» **What this task involves**: In the records that follow, show each line where the word "const" is present.

Start of Materials provided

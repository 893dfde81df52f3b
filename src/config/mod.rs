//! Configuration and API key storage

use anyhow::{Context, Result};
use directories::ProjectDirs;
use serde::{Deserialize, Serialize};
use std::fs;
use std::path::PathBuf;

/// Environment variable that overrides the stored API key.
pub const API_KEY_ENV: &str = "CHATBASE_API_KEY";

pub const DEFAULT_MESSAGE_HOST: &str = "https://chatbase.com";
pub const DEFAULT_EVENTS_HOST: &str = "https://api.chatbase.com";

/// Client configuration
#[derive(Debug, Clone, Default, PartialEq, Serialize, Deserialize)]
pub struct Config {
    /// Chatbase bot API key
    pub api_key: Option<String>,
    /// Default platform for messages and events (e.g. "Facebook", "Kik")
    pub platform: Option<String>,
    /// Default bot version
    pub version: Option<String>,
    /// Default user id
    pub user_id: Option<String>,
    /// Host serving the `/api/...` message and click routes
    pub message_host: Option<String>,
    /// Host serving the `/apis/v1/events/...` routes
    pub events_host: Option<String>,
    /// Request timeout applied to the HTTP transport. No timeout when unset.
    pub timeout_secs: Option<u64>,
}

impl Config {
    /// Get config directory path
    fn config_dir() -> Result<PathBuf> {
        let proj_dirs = ProjectDirs::from("com", "chatbase", "chatbase")
            .context("Could not determine config directory")?;
        Ok(proj_dirs.config_dir().to_path_buf())
    }

    /// Get config file path
    pub fn config_path() -> Result<PathBuf> {
        Ok(Self::config_dir()?.join("config.toml"))
    }

    /// Load configuration from disk, then apply environment overrides
    pub fn load() -> Result<Self> {
        let mut config = Self::load_file()?;
        config.apply_env_api_key(std::env::var(API_KEY_ENV).ok());
        Ok(config)
    }

    /// Load only what is stored on disk, ignoring the environment.
    /// This is the starting point for anything written back with `save`.
    pub fn load_file() -> Result<Self> {
        let path = Self::config_path()?;

        if !path.exists() {
            return Ok(Self::default());
        }

        let content = fs::read_to_string(&path).context("Failed to read config file")?;
        Self::from_toml(&content)
    }

    fn apply_env_api_key(&mut self, key: Option<String>) {
        if let Some(key) = key.filter(|k| !k.is_empty()) {
            tracing::debug!("Using API key from {}", API_KEY_ENV);
            self.api_key = Some(key);
        }
    }

    /// Overwrite fields that are set in `updates`, keep the rest.
    pub fn merge(&mut self, updates: Config) {
        let Config {
            api_key,
            platform,
            version,
            user_id,
            message_host,
            events_host,
            timeout_secs,
        } = updates;
        self.api_key = api_key.or(self.api_key.take());
        self.platform = platform.or(self.platform.take());
        self.version = version.or(self.version.take());
        self.user_id = user_id.or(self.user_id.take());
        self.message_host = message_host.or(self.message_host.take());
        self.events_host = events_host.or(self.events_host.take());
        self.timeout_secs = timeout_secs.or(self.timeout_secs.take());
    }

    pub fn from_toml(content: &str) -> Result<Self> {
        toml::from_str(content).context("Failed to parse config file")
    }

    /// Save configuration to disk
    pub fn save(&self) -> Result<()> {
        let dir = Self::config_dir()?;
        fs::create_dir_all(&dir).context("Failed to create config directory")?;

        let path = Self::config_path()?;
        let content = toml::to_string_pretty(self).context("Failed to serialize config")?;
        fs::write(&path, content).context("Failed to write config file")?;

        // Set restrictive permissions on config file (contains the API key)
        #[cfg(unix)]
        {
            use std::os::unix::fs::PermissionsExt;
            let perms = fs::Permissions::from_mode(0o600);
            fs::set_permissions(&path, perms).context("Failed to set config permissions")?;
        }

        Ok(())
    }

    pub fn message_host(&self) -> &str {
        self.message_host.as_deref().unwrap_or(DEFAULT_MESSAGE_HOST)
    }

    pub fn events_host(&self) -> &str {
        self.events_host.as_deref().unwrap_or(DEFAULT_EVENTS_HOST)
    }

    pub fn api_key(&self) -> &str {
        self.api_key.as_deref().unwrap_or_default()
    }

    pub fn platform(&self) -> &str {
        self.platform.as_deref().unwrap_or_default()
    }

    pub fn version(&self) -> &str {
        self.version.as_deref().unwrap_or_default()
    }

    pub fn user_id(&self) -> &str {
        self.user_id.as_deref().unwrap_or_default()
    }
}

#[cfg(test)]
mod tests {
    use super::*;

    #[test]
    fn test_defaults_when_empty() {
        let config = Config::from_toml("").unwrap();
        assert_eq!(config, Config::default());
        assert_eq!(config.message_host(), DEFAULT_MESSAGE_HOST);
        assert_eq!(config.events_host(), DEFAULT_EVENTS_HOST);
        assert_eq!(config.api_key(), "");
        assert!(config.timeout_secs.is_none());
    }

    #[test]
    fn test_parse_full_config() {
        let config = Config::from_toml(
            r#"
api_key = "abc-123"
platform = "Facebook"
version = "1.2"
user_id = "u1"
message_host = "http://localhost:8080"
events_host = "http://localhost:8081"
timeout_secs = 5
"#,
        )
        .unwrap();

        assert_eq!(config.api_key(), "abc-123");
        assert_eq!(config.platform(), "Facebook");
        assert_eq!(config.version(), "1.2");
        assert_eq!(config.user_id(), "u1");
        assert_eq!(config.message_host(), "http://localhost:8080");
        assert_eq!(config.events_host(), "http://localhost:8081");
        assert_eq!(config.timeout_secs, Some(5));
    }

    #[test]
    fn test_toml_roundtrip_skips_unset() {
        let config = Config {
            api_key: Some("k".into()),
            ..Default::default()
        };
        let text = toml::to_string_pretty(&config).unwrap();
        assert!(text.contains("api_key"));
        assert!(!text.contains("events_host"));
        assert_eq!(Config::from_toml(&text).unwrap(), config);
    }

    #[test]
    fn test_env_api_key_override() {
        let mut config = Config::from_toml("api_key = \"stored\"").unwrap();
        config.apply_env_api_key(Some(String::new()));
        assert_eq!(config.api_key(), "stored");
        config.apply_env_api_key(None);
        assert_eq!(config.api_key(), "stored");
        config.apply_env_api_key(Some("from-env".into()));
        assert_eq!(config.api_key(), "from-env");
    }

    #[test]
    fn test_merge_keeps_env_key_out_of_stored_config() {
        let mut stored = Config::from_toml("platform = \"Kik\"\nversion = \"1\"").unwrap();

        let mut runtime = stored.clone();
        runtime.apply_env_api_key(Some("secret".into()));
        assert_eq!(runtime.api_key(), "secret");

        stored.merge(Config {
            platform: Some("Web".into()),
            ..Default::default()
        });
        assert_eq!(stored.platform(), "Web");
        assert_eq!(stored.version(), "1");
        assert!(stored.api_key.is_none());

        let text = toml::to_string_pretty(&stored).unwrap();
        assert!(!text.contains("secret"));
        assert!(!text.contains("api_key"));
    }

    #[test]
    fn test_merge_overwrites_set_fields() {
        let mut stored = Config::from_toml("api_key = \"old\"\nuser_id = \"u1\"").unwrap();
        stored.merge(Config {
            api_key: Some("new".into()),
            timeout_secs: Some(10),
            ..Default::default()
        });
        assert_eq!(stored.api_key(), "new");
        assert_eq!(stored.user_id(), "u1");
        assert_eq!(stored.timeout_secs, Some(10));
    }

    #[test]
    fn test_malformed_config_is_error() {
        assert!(Config::from_toml("timeout_secs = \"soon\"").is_err());
    }
}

End of Materials provided

» **Response area**:
pub const API_KEY_ENV: &str = "CHATBASE_API_KEY";
pub const DEFAULT_MESSAGE_HOST: &str = "https://chatbase.com";
pub const DEFAULT_EVENTS_HOST: &str = "https://api.chatbase.com";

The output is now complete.